## AIM OF THE TASK
Nothing is needed except the lines below that run from the one with "pub enum LogFormat" through the one with "fn from_env() ->", repeated exactly.

## PROVIDED INFORMATION

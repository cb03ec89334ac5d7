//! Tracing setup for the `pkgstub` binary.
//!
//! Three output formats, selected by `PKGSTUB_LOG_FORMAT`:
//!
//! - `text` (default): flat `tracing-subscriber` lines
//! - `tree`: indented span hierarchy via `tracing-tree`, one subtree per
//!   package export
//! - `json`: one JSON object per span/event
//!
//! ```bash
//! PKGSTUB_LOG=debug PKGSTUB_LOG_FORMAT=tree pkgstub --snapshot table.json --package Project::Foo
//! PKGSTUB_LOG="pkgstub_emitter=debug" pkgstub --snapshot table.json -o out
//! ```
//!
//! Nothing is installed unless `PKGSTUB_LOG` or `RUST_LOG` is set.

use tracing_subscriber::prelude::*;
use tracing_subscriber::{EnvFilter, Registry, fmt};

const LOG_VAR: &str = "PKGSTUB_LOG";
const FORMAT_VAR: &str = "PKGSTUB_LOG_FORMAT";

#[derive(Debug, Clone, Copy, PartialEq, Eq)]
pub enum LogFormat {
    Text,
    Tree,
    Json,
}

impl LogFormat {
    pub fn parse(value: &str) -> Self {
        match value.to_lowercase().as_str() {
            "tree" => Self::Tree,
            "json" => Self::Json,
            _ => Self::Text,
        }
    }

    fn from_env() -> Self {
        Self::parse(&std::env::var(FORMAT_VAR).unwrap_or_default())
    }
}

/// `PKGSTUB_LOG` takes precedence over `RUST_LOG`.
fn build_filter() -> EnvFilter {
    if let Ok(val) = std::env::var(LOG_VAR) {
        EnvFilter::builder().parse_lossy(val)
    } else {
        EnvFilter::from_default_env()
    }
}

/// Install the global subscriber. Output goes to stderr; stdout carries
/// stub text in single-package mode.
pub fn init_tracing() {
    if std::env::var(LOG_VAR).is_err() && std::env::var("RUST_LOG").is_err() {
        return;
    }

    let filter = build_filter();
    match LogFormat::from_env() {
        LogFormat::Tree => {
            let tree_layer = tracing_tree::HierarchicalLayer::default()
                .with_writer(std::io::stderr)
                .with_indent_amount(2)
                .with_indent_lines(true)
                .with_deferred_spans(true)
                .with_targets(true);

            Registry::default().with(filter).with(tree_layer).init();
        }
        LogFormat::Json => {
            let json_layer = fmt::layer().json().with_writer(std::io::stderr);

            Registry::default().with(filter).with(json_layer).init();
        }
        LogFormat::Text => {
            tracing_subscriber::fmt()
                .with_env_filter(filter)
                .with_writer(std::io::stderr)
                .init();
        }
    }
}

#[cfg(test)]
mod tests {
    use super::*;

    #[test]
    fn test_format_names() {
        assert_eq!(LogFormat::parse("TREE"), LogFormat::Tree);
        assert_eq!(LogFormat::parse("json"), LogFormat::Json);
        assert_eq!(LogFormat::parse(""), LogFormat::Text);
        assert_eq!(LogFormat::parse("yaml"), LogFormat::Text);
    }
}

## TASK ANSWER
pub enum LogFormat {
    Text,
    Tree,
    Json,
}

impl LogFormat {
    pub fn parse(value: &str) -> Self {
        match value.to_lowercase().as_str() {
            "tree" => Self::Tree,
            "json" => Self::Json,
            _ => Self::Text,
        }
    }

    fn from_env() -> Self {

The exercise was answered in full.